# ICS finally real for Spectrum



## corki2 (Sep 6, 2011)

http://support.verizonwireless.com/pdf/system_update/lg_spectrum_instructions.pdf

Sent from my GT-P3113 using Tapatalk 2


----------



## Prof007 (Jan 9, 2012)

Finally! I'm installing mine now... hope it goes well.

Edit: Fails to install OTA. Attempting to upgrade by USB now.


----------



## MrB206 (Nov 14, 2011)

Quite a few people are reporting the ota fails. Some have luck with the lg tool, but remember, you have to be on stock with all system apps and STOCK recovery, not cwm. All conditions have to be met to successfully complete the ota.


----------



## nexttonomy (Jun 7, 2011)

I just updated my friends phone via the OTA update and had no Issues at all. I was not on wifi if that helps, I was using 4G. I had to do two updates which I thought was weird. I did a 28mb update and let it reboot, then it automatically started the 300+mb ICS update and rebooted once finished. Now she is up and running and the phone is much faster now.

Nexttonomy


----------



## Prof007 (Jan 9, 2012)

I was able to successfully update via the Verizon upgrade assistance tool.

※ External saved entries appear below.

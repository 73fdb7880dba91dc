//! Tests requiring actual serial hardware.
//!
//! These tests are skipped if no hardware is available.
//!
//! # Running Hardware Tests
//!
//! ```bash
//! # Set environment variables
//! export TEST_PORT=COM3                  # or /dev/ttyUSB0 on Linux
//! export TEST_BAUD=9600                  # optional, default: 9600
//! export TEST_LOOPBACK=1                 # if port has TX-RX loopback
//!
//! # Run tests
//! cargo test --features hardware-tests -- --ignored
//! ```

use super::utils::{print_available_ports, TestPortConfig};
use crate::common::wait_until;
use std::sync::Arc;
use uart_control::{
    ConnectionService, ConnectionState, LogCache, LogFormatter, PortArbiter, SerialTransport,
    SerialWorker, SyncSerialPort, WorkerEvent,
};

#[test]
#[ignore] // Run with --ignored flag
fn test_real_port_open_close() {
    print_available_ports();
    let Some(test) = TestPortConfig::or_skip() else {
        return;
    };

    let mut port = SyncSerialPort::open(&test.port_name, &test.to_port_config())
        .expect("Failed to open test port");
    assert_eq!(port.name(), test.port_name);
    port.close().expect("Failed to close test port");
}

#[test]
#[ignore]
fn test_real_worker_loopback() {
    let Some(test) = TestPortConfig::or_skip() else {
        return;
    };
    if !test.loopback_enabled {
        println!("Skipping loopback test: TEST_LOOPBACK not set");
        return;
    }

    let worker = SerialWorker::new("HW", test.to_serial_config().worker_options());
    let events = worker.subscribe_channel();
    worker
        .configure(&test.port_name, test.baud_rate)
        .expect("configure");
    worker.start().expect("Failed to start worker");

    worker.write(b"PING\r\n".to_vec());
    let mut received = Vec::new();
    while !received.ends_with(b"PING\r\n") {
        match events.recv_timeout(crate::common::WAIT) {
            Ok(WorkerEvent::DataReceived(bytes)) => received.extend(bytes),
            Ok(_) => {}
            Err(_) => break,
        }
    }
    worker.stop();

    assert_eq!(received, b"PING\r\n");
    assert!(!PortArbiter::shared().is_in_use(&test.port_name));
}

#[test]
#[ignore]
fn test_real_service_session() {
    let Some(test) = TestPortConfig::or_skip() else {
        return;
    };

    let cache = Arc::new(LogCache::new());
    let service = ConnectionService::new(
        "HW",
        test.to_serial_config(),
        LogFormatter::default(),
        Arc::clone(&cache),
    );

    service.connect(&test.port_name).expect("connect");
    assert_eq!(service.state(), ConnectionState::Connected);

    service.send_command("PING").expect("send");
    assert_eq!(service.counters().tx_count, 1);
    if test.loopback_enabled {
        assert!(wait_until(|| cache.filter_cache("HW", "ping").len() >= 2));
    }

    service.disconnect().expect("disconnect");
    assert_eq!(service.counters().tx_count, 0);
    assert!(!PortArbiter::shared().is_in_use(&test.port_name));
}
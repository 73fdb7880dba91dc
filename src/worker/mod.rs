//! Background serial I/O worker.
//!
//! A [`SerialWorker`] owns one port for the lifetime of a session. `start`
//! acquires the port through the [`PortArbiter`], opens it and spawns a
//! dedicated thread that alternates between draining the outbound queue
//! and a bounded-timeout read. `stop` is cooperative: the loop re-checks its
//! stop flag once per read timeout, so shutdown latency is bounded by the
//! poll interval.
//!
//! Every `start` creates a fresh session with its own stop flag and exit
//! signal. A loop that outlives `stop` keeps its port reserved until it
//! actually exits, and the worker refuses to start again until then.
//!
//! ```text
//! write() ──> WriteQueue ──┐
//!                          ├──> I/O thread ──> SerialTransport
//! subscribe() <── EventBus ┘
//! ```

pub mod events;
pub mod queue;

pub use events::{EventBus, EventCallback, WorkerEvent};
pub use queue::{Overflow, WriteQueue};

use crate::arbiter::{OwnerToken, PortArbiter};
use crate::error::{UartError, UartResult};
use crate::port::{PortConfiguration, PortError, SerialTransport, SystemPorts, TransportFactory};
use parking_lot::{Condvar, Mutex, RwLock};
use std::sync::atomic::{AtomicBool, Ordering};
use std::sync::mpsc;
use std::sync::Arc;
use std::thread::{self, JoinHandle, ThreadId};
use std::time::Duration;
use tracing::{debug, error, info, trace, warn};

/// Tunables supplied by the configuration source at construction time.
#[derive(Debug, Clone, PartialEq, Eq)]
pub struct WorkerOptions {
    /// Framing, default baud, and the read-poll timeout.
    pub port: PortConfiguration,
    pub write_queue_capacity: usize,
    /// Upper bound `stop` waits for the loop before detaching it.
    pub stop_timeout: Duration,
    /// Non-timeout read errors in a row before the session is declared dead.
    pub max_consecutive_errors: u32,
    pub read_buffer_size: usize,
}

impl Default for WorkerOptions {
    fn default() -> Self {
        Self {
            port: PortConfiguration::default(),
            write_queue_capacity: 256,
            stop_timeout: Duration::from_millis(1000),
            max_consecutive_errors: 3,
            read_buffer_size: 1024,
        }
    }
}

impl WorkerOptions {
    pub fn read_poll(&self) -> Duration {
        self.port.timeout
    }
}

#[derive(Debug)]
struct Settings {
    port_name: Option<String>,
    port: PortConfiguration,
}

/// State shared by the control side and every I/O loop of this worker.
#[derive(Debug)]
struct Shared {
    label: String,
    token: OwnerToken,
    arbiter: Arc<PortArbiter>,
    settings: RwLock<Settings>,
    queue: WriteQueue,
    events: EventBus,
    last_error: Mutex<Option<String>>,
    max_consecutive_errors: u32,
    read_buffer_size: usize,
}

impl Shared {
    fn record_error(&self, err: &UartError) {
        *self.last_error.lock() = Some(err.to_string());
    }
}

/// One run of the I/O loop.
#[derive(Debug)]
struct Session {
    port_name: String,
    stop_requested: AtomicBool,
    /// Cleared by `stop` or when the loop leaves its port.
    active: AtomicBool,
    exited: Mutex<bool>,
    exit_signal: Condvar,
    thread: Mutex<Option<ThreadId>>,
}
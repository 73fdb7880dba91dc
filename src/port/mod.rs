//! Port abstraction layer for serial communication.
//!
//! Provides the transport traits consumed by the serial worker, the
//! `serialport`-backed implementation, and an in-memory mock for tests.

pub mod error;
pub mod mock;
pub mod sync_port;
pub mod traits;

pub use error::PortError;
pub use mock::{MockSerialPort, MockTransportFactory};
pub use sync_port::*;
pub use traits::*;
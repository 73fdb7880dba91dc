//! Worker event stream.

use crate::error::UartError;
use parking_lot::RwLock;
use std::sync::atomic::{AtomicU64, Ordering};
use std::sync::mpsc;
use std::sync::Arc;

/// Something the worker observed on its port.
#[derive(Debug, Clone, PartialEq, Eq)]
pub enum WorkerEvent {
    /// One inbound chunk, exactly as read.
    DataReceived(Vec<u8>),
    /// An I/O fault. `IoFatal` faults are always followed by `Disconnected`.
    Error(UartError),
    /// The stream closed unexpectedly and the loop has exited.
    Disconnected,
    /// The outbound queue was full and its oldest payloads were dropped.
    QueueOverflow {
        capacity: usize,
        dropped_payloads: usize,
        dropped_bytes: usize,
    },
}

impl WorkerEvent {
    /// True for faults that ended the session.
    pub fn is_fatal(&self) -> bool {
        matches!(self, Self::Error(err) if err.is_fatal())
    }
}

pub type EventCallback = Arc<dyn Fn(&WorkerEvent) + Send + Sync>;

#[derive(Clone)]
enum Subscriber {
    Callback(EventCallback),
    Channel(mpsc::Sender<WorkerEvent>),
}

/// Observer list. Each observer sees events in emission order.
#[derive(Default)]
pub struct EventBus {
    subscribers: RwLock<Vec<(u64, Subscriber)>>,
    next_id: AtomicU64,
}

impl EventBus {
    fn add(&self, subscriber: Subscriber) {
        let id = self.next_id.fetch_add(1, Ordering::Relaxed);
        self.subscribers.write().push((id, subscriber));
    }

    pub fn subscribe<F>(&self, callback: F)
    where
        F: Fn(&WorkerEvent) + Send + Sync + 'static,
    {
        self.add(Subscriber::Callback(Arc::new(callback)));
    }

    /// Deliver events through a channel instead of a callback.
    ///
    /// The subscription ends once the receiver is dropped.
    pub fn subscribe_channel(&self) -> mpsc::Receiver<WorkerEvent> {
        let (tx, rx) = mpsc::channel();
        self.add(Subscriber::Channel(tx));
        rx
    }

    pub fn emit(&self, event: &WorkerEvent) {
        // Snapshot so observers may subscribe from inside a callback.
        let subscribers = self.subscribers.read().clone();
        let mut closed = Vec::new();
        for (id, subscriber) in subscribers {
            match subscriber {
                Subscriber::Callback(callback) => callback(event),
                Subscriber::Channel(tx) => {
                    if tx.send(event.clone()).is_err() {
                        closed.push(id);
                    }
                }
            }
        }
        if !closed.is_empty() {
            self.subscribers
                .write()
                .retain(|(id, _)| !closed.contains(id));
        }
    }

    pub fn len(&self) -> usize {
        self.subscribers.read().len()
    }

    pub fn is_empty(&self) -> bool {
        self.len() == 0
    }
}

impl std::fmt::Debug for EventBus {
    fn fmt(&self, f: &mut std::fmt::Formatter<'_>) -> std::fmt::Result {
        f.debug_struct("EventBus")
            .field("subscribers", &self.len())
            .finish()
    }
}
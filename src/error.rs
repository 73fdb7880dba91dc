use crate::port::PortError;
use std::time::Duration;
use thiserror::Error;

/// A specialized `Result` type for the serial core.
pub type UartResult<T> = Result<T, UartError>;

/// Unified error type of the serial core.
///
/// The arbiter and the worker report these at their own call boundary;
/// [`ConnectionService`](crate::ConnectionService) maps them into state
/// transitions.
#[derive(Debug, Clone, Error, PartialEq, Eq)]
pub enum UartError {
    /// Another worker owns the port.
    #[error("Port {0} is already in use")]
    PortBusy(String),

    /// No such device.
    #[error("Serial port not found: {0}")]
    PortNotFound(String),

    /// The device exists but could not be opened (permissions, driver fault).
    #[error("Failed to open {port}: {reason}")]
    PortOpen { port: String, reason: String },

    /// A single read cycle produced no data. Recoverable.
    #[error("Read timed out after {0:?}")]
    IoTimeout(Duration),

    /// A read or write fault that leaves the stream usable. Recoverable.
    #[error("I/O error on {port}: {reason}")]
    Io { port: String, reason: String },

    /// The stream closed or was invalidated. Ends the session.
    #[error("I/O failure on {port}: {reason}")]
    IoFatal { port: String, reason: String },

    /// The outbound queue was full and its oldest payloads were dropped.
    #[error(
        "Write queue full (capacity {capacity}); dropped {dropped_payloads} payloads ({dropped_bytes} bytes)"
    )]
    QueueOverflow {
        capacity: usize,
        dropped_payloads: usize,
        dropped_bytes: usize,
    },

    /// The operation requires a connected port.
    #[error("Operation requires a connected port")]
    NotConnected,

    /// The operation is not valid in the current lifecycle state.
    #[error("Invalid state: {0}")]
    InvalidState(String),

    /// A supplied parameter was rejected.
    #[error("Invalid configuration: {0}")]
    InvalidConfig(String),

    /// The operating system could not list ports.
    #[error("Port enumeration failed: {0}")]
    Enumeration(String),
}

impl UartError {
    /// Map a failure to open `port` into the open-time taxonomy.
    pub fn from_open(port: &str, err: PortError) -> Self {
        match err {
            PortError::NotFound(_) => Self::PortNotFound(port.to_string()),
            PortError::Serial(ref e) if e.kind() == serialport::ErrorKind::NoDevice => {
                Self::PortNotFound(port.to_string())
            }
            other => Self::PortOpen {
                port: port.to_string(),
                reason: other.to_string(),
            },
        }
    }

    /// Map an I/O fault on an open port.
    pub fn from_io(port: &str, err: &PortError) -> Self {
        match err {
            PortError::Timeout(d) => Self::IoTimeout(*d),
            e if e.is_timeout() => Self::IoTimeout(Duration::ZERO),
            e if e.is_fatal() => Self::IoFatal {
                port: port.to_string(),
                reason: e.to_string(),
            },
            e => Self::Io {
                port: port.to_string(),
                reason: e.to_string(),
            },
        }
    }

    /// Whether the condition ends the current session.
    pub fn is_fatal(&self) -> bool {
        matches!(
            self,
            Self::IoFatal { .. } | Self::PortNotFound(_) | Self::PortOpen { .. }
        )
    }
}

One complaint so far with the update: When trying to move or remove icons and gadgets, the sensitivity seems way out of wack and frequently thinks i'm trying to slide screens or will start opening up other nearby programs (that I am not pressing).


----------



## corki2 (Sep 6, 2011)

Prof007 said:


> I was able to successfully update via the Verizon upgrade assistance tool.
> 
> One complaint so far with the update: When trying to move or remove icons and gadgets, the sensitivity seems way out of wack and frequently thinks i'm trying to slide screens or will start opening up other nearby programs (that I am not pressing).


I was having that issue before the update, but I rebooted and it straightened out. Haven't seen it since ICS though .

Sent from my VS920 4G using Tapatalk 2


----------



## rock_strongo (Oct 24, 2012)

Prof007 said:


> I was able to successfully update via the Verizon upgrade assistance tool.
> 
> One complaint so far with the update: When trying to move or remove icons and gadgets, the sensitivity seems way out of wack and frequently thinks i'm trying to slide screens or will start opening up other nearby programs (that I am not pressing).


Hey Prof,

Is your phone rooted? I tried the OTA ICS update and it failed, was going to try the assistance tool next.

Thanks in advance.


----------



## skategeezer (Jun 29, 2011)

For LUCID users only.....................

Had to update to V6B 5-6 megs then after that was done checked again was promted to install a 300+ meg update that is V7 ICS.


----------



## Prof007 (Jan 9, 2012)

rock_strongo said:


> Hey Prof,
> 
> Is the rooted? I tried the OTA ICS update and it failed, was going to try the assistance tool next.
> 
> Thanks in advance.


I had rooted the phone earlier this year, but an update from Verizon disabled that Back in June (I think), but I made no attempt to reverse the changes made while rooting the device.


----------



## rock_strongo (Oct 24, 2012)

Prof007 said:


> I had rooted the phone earlier this year, but an update from Verizon disabled that Back in June (I think), but I made no attempt to reverse the changes made while rooting the device.


Thanks Prof,
Even though I was rooted, doing via the USB worked for me. Although the phone is no longer rooted, but that's easily resolved.


----------